Co-authored-by: Sanchit Gandhi <93869735+sanchit-gandhi@users.noreply.github.com>
Co-authored-by: ydshieh <ydshieh@users.noreply.github.com>
---
 .../models/whisper/feature_extraction_whisper.py          | 1 -
 tests/models/whisper/test_modeling_tf_whisper.py          | 8 +++++---
 tests/models/whisper/test_modeling_whisper.py             | 8 +++++---
 tests/models/whisper/test_tokenization_whisper.py         | 2 +-
 4 files changed, 11 insertions(+), 8 deletions(-)

diff --git a/src/transformers/models/whisper/feature_extraction_whisper.py b/src/transformers/models/whisper/feature_extraction_whisper.py
index 2640a2925..1c1a8d369 100644
--- a/src/transformers/models/whisper/feature_extraction_whisper.py
+++ b/src/transformers/models/whisper/feature_extraction_whisper.py
@@ -307,7 +307,6 @@ class WhisperFeatureExtractor(SequenceFeatureExtractor):
             max_length=max_length if max_length else self.n_samples,
             truncation=truncation,
             pad_to_multiple_of=pad_to_multiple_of,
-            **kwargs,
         )
         # make sure list is in array format
         input_features = padded_inputs.get("input_features").transpose(2, 0, 1)
diff --git a/tests/models/whisper/test_modeling_tf_whisper.py b/tests/models/whisper/test_modeling_tf_whisper.py
index ae99c9408..a82f396d8 100644
--- a/tests/models/whisper/test_modeling_tf_whisper.py
+++ b/tests/models/whisper/test_modeling_tf_whisper.py
@@ -650,13 +650,15 @@ def _test_large_logits_librispeech(in_queue, out_queue, timeout):
         input_speech = _load_datasamples(1)
 
         processor = WhisperProcessor.from_pretrained("openai/whisper-large")
-        processed_inputs = processor(audio=input_speech, text="This part of the speech", return_tensors="tf")

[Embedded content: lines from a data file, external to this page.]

//! Donation entity model, DTOs and aggregate statistics.

use hkv_core::types::{DbId, Timestamp};
use serde::{Deserialize, Serialize};
use sqlx::FromRow;
use validator::Validate;

/// A row from the `donations` table.
#[derive(Debug, Clone, FromRow, Serialize)]
pub struct Donation {
    pub id: DbId,
    pub campaign_id: Option<DbId>,
    pub donor_name: String,
    pub donor_email: String,
    pub donor_phone: Option<String>,
    pub pan_number: Option<String>,
    pub address: Option<String>,
    pub seva_type: String,
    pub amount: f64,
    pub currency: String,
    pub payment_status: String,
    pub gateway_order_id: Option<String>,
    pub gateway_payment_id: Option<String>,
    pub is_anonymous: bool,
    pub message: Option<String>,
    pub receipt_number: Option<String>,
    pub completed_at: Option<Timestamp>,
    pub created_at: Timestamp,
    pub updated_at: Timestamp,
}

/// DTO for recording a donation. New donations always start `pending`.
#[derive(Debug, Clone, Deserialize, Validate)]
pub struct CreateDonation {
    pub campaign_id: Option<DbId>,
    #[validate(length(min = 1, max = 200))]
    pub donor_name: String,
    #[validate(email)]
    pub donor_email: String,
    #[validate(length(max = 20))]
    pub donor_phone: Option<String>,
    pub pan_number: Option<String>,
    pub address: Option<String>,
    #[validate(length(min = 1, max = 100))]
    pub seva_type: String,
    #[validate(range(exclusive_min = 0.0))]
    pub amount: f64,
    #[validate(length(equal = 3))]
    pub currency: Option<String>,
    pub gateway_order_id: Option<String>,
    pub is_anonymous: Option<bool>,
    #[validate(length(max = 1000))]
    pub message: Option<String>,
}

/// DTO for editing donor details. Amount, campaign and status are fixed
/// after creation; status moves through [`UpdateDonationStatus`].
#[derive(Debug, Clone, Default, Deserialize, Validate)]
pub struct UpdateDonation {
    #[validate(length(min = 1, max = 200))]
    pub donor_name: Option<String>,
    #[validate(email)]
    pub donor_email: Option<String>,
    #[validate(length(max = 20))]
    pub donor_phone: Option<String>,
    pub pan_number: Option<String>,
    pub address: Option<String>,
    #[validate(length(min = 1, max = 100))]
    pub seva_type: Option<String>,
    pub gateway_order_id: Option<String>,
    pub gateway_payment_id: Option<String>,
    pub is_anonymous: Option<bool>,
    #[validate(length(max = 1000))]
    pub message: Option<String>,
}

/// Body of `PATCH /donations/{id}/status`.
#[derive(Debug, Clone, Deserialize)]
pub struct UpdateDonationStatus {
    pub status: String,
    pub gateway_payment_id: Option<String>,
}

/// Filters for listing donations.
#[derive(Debug, Clone, Default, Deserialize)]
pub struct DonationListParams {
    pub status: Option<String>,
    pub campaign_id: Option<DbId>,
    pub limit: Option<i64>,
    pub offset: Option<i64>,
}

/// Aggregate donation figures for the dashboard.
#[derive(Debug, Clone, FromRow, Serialize)]
pub struct DonationStats {
    pub total_count: i64,
    pub pending_count: i64,
    pub completed_count: i64,
    pub failed_count: i64,
    pub refunded_count: i64,
    /// Sum of completed donations.
    pub total_amount: f64,
    /// Mean of completed donations, 0 when there are none.
    pub average_amount: f64,
    pub unique_donors: i64,
}
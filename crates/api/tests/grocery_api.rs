//! HTTP-level integration tests for the grocery-kit catalogue and checkout.

mod common;

use axum::http::StatusCode;
use common::{body_json, delete, get, patch_json, post_json, put_json};
use serde_json::json;
use sqlx::PgPool;

async fn add_item(pool: &PgPool, name: &str, unit_price: f64) -> i64 {
    let item = common::create(
        pool,
        "/api/v1/grocery-items",
        json!({"name": name, "unit": "kg", "unit_price": unit_price}),
    )
    .await;
    item["id"].as_i64().unwrap()
}

#[sqlx::test(migrations = "../../db/migrations")]
async fn quote_prices_kit_from_catalogue(pool: PgPool) {
    let rice = add_item(&pool, "Rice", 60.0).await;
    let dal = add_item(&pool, "Toor Dal", 140.0).await;

    let app = common::build_test_app(pool);
    let response = post_json(
        app,
        "/api/v1/grocery-donations/quote",
        json!({"items": [
            {"item_id": rice, "quantity": 5},
            {"item_id": dal, "quantity": 2}
        ]}),
    )
    .await;

    assert_eq!(response.status(), StatusCode::OK);
    let data = body_json(response).await["data"].clone();
    assert_eq!(data["subtotal"], 580.0);
    assert_eq!(data["platform_fee"], 0.0);
    assert_eq!(data["total"], 580.0);
    assert_eq!(data["items"][0]["name"], "Rice");
    assert_eq!(data["items"][0]["line_total"], 300.0);
    assert_eq!(data["items"][1]["line_total"], 280.0);
}

#[sqlx::test(migrations = "../../db/migrations")]
async fn checkout_ignores_client_prices_and_applies_fee(pool: PgPool) {
    let rice = add_item(&pool, "Rice", 60.0).await;
    let mut config = common::test_config();
    config.grocery_fee_percent = 2.5;

    let app = common::build_test_app_with_config(pool.clone(), config);
    let response = post_json(
        app,
        "/api/v1/grocery-donations",
        json!({
            "donor_name": "Meera",
            "donor_email": "meera@example.org",
            "items": [{"item_id": rice, "quantity": 10, "unit_price": 1.0}],
            "total": 10.0
        }),
    )
    .await;

    assert_eq!(response.status(), StatusCode::CREATED);
    let data = body_json(response).await["data"].clone();
    assert_eq!(data["subtotal"], 600.0);
    assert_eq!(data["platform_fee"], 15.0);
    assert_eq!(data["total"], 615.0);
    assert_eq!(data["payment_status"], "pending");
    assert_eq!(data["items"][0]["unit_price"], 60.0);
}

#[sqlx::test(migrations = "../../db/migrations")]
async fn inactive_or_unknown_items_cannot_be_ordered(pool: PgPool) {
    let oil = add_item(&pool, "Oil", 180.0).await;
    let app = common::build_test_app(pool.clone());
    put_json(
        app,
        &format!("/api/v1/grocery-items/{oil}"),
        json!({"is_active": false}),
    )
    .await;

    let app = common::build_test_app(pool.clone());
    let response = post_json(
        app,
        "/api/v1/grocery-donations/quote",
        json!({"items": [{"item_id": oil, "quantity": 1}]}),
    )
    .await;
    assert_eq!(response.status(), StatusCode::BAD_REQUEST);

    let app = common::build_test_app(pool.clone());
    let response = post_json(
        app,
        "/api/v1/grocery-donations/quote",
        json!({"items": [{"item_id": 424242, "quantity": 1}]}),
    )
    .await;
    assert_eq!(response.status(), StatusCode::BAD_REQUEST);

    let app = common::build_test_app(pool);
    let json = body_json(get(app, "/api/v1/grocery-items?active_only=true").await).await;
    assert!(json["data"].as_array().unwrap().is_empty());
}

#[sqlx::test(migrations = "../../db/migrations")]
async fn empty_or_oversized_selection_is_rejected(pool: PgPool) {
    let rice = add_item(&pool, "Rice", 60.0).await;

    let app = common::build_test_app(pool.clone());
    let response = post_json(app, "/api/v1/grocery-donations/quote", json!({"items": []})).await;
    assert_eq!(response.status(), StatusCode::BAD_REQUEST);

    let app = common::build_test_app(pool);
    let response = post_json(
        app,
        "/api/v1/grocery-donations/quote",
        json!({"items": [{"item_id": rice, "quantity": 0}]}),
    )
    .await;
    assert_eq!(response.status(), StatusCode::BAD_REQUEST);
}

#[sqlx::test(migrations = "../../db/migrations")]
async fn duplicate_item_name_returns_409(pool: PgPool) {
    add_item(&pool, "Sugar", 45.0).await;

    let app = common::build_test_app(pool);
    let response = post_json(
        app,
        "/api/v1/grocery-items",
        json!({"name": "Sugar", "unit": "kg", "unit_price": 50.0}),
    )
    .await;
    assert_eq!(response.status(), StatusCode::CONFLICT);
}

#[sqlx::test(migrations = "../../db/migrations")]
async fn grocery_donation_status_flow(pool: PgPool) {
    let rice = add_item(&pool, "Rice", 60.0).await;
    let donation = common::create(
        &pool,
        "/api/v1/grocery-donations",
        json!({
            "donor_name": "Meera",
            "donor_email": "meera@example.org",
            "items": [{"item_id": rice, "quantity": 1}]
        }),
    )
    .await;
    let id = donation["id"].as_i64().unwrap();

    let app = common::build_test_app(pool.clone());
    let response = patch_json(
        app,
        &format!("/api/v1/grocery-donations/{id}/status"),
        json!({"status": "completed", "gateway_payment_id": "pay_1"}),
    )
    .await;
    assert_eq!(response.status(), StatusCode::OK);
    assert_eq!(body_json(response).await["data"]["payment_status"], "completed");

    let app = common::build_test_app(pool.clone());
    let response = patch_json(
        app,
        &format!("/api/v1/grocery-donations/{id}/status"),
        json!({"status": "failed"}),
    )
    .await;
    assert_eq!(response.status(), StatusCode::CONFLICT);

    let app = common::build_test_app(pool.clone());
    let json = body_json(get(app, "/api/v1/grocery-donations?status=completed").await).await;
    assert_eq!(json["total"], 1);

    let app = common::build_test_app(pool.clone());
    let response = delete(app, &format!("/api/v1/grocery-donations/{id}")).await;
    assert_eq!(response.status(), StatusCode::NO_CONTENT);

    let app = common::build_test_app(pool);
    let response = get(app, &format!("/api/v1/grocery-donations/{id}")).await;
    assert_eq!(response.status(), StatusCode::NOT_FOUND);
}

+        processed_inputs = processor(
+            audio=input_speech, text="This part of the speech", add_special_tokens=False, return_tensors="tf"
+        )
         input_features = processed_inputs.input_features
-        labels = processed_inputs.labels
+        decoder_input_ids = processed_inputs.labels
 
         logits = model(
             input_features,
-            decoder_input_ids=labels,
+            decoder_input_ids=decoder_input_ids,
             output_hidden_states=False,
             output_attentions=False,
             use_cache=False,
diff --git a/tests/models/whisper/test_modeling_whisper.py b/tests/models/whisper/test_modeling_whisper.py
index c629b10bf..d85f5ca54 100644
--- a/tests/models/whisper/test_modeling_whisper.py
+++ b/tests/models/whisper/test_modeling_whisper.py
@@ -853,13 +853,15 @@ class WhisperModelIntegrationTests(unittest.TestCase):
         input_speech = self._load_datasamples(1)
 
         processor = WhisperProcessor.from_pretrained("openai/whisper-large")
-        processed_inputs = processor(audio=input_speech, text="This part of the speech", return_tensors="pt")
+        processed_inputs = processor(
+            audio=input_speech, text="This part of the speech", add_special_tokens=False, return_tensors="pt"
+        )
         input_features = processed_inputs.input_features.to(torch_device)
-        labels = processed_inputs.labels.to(torch_device)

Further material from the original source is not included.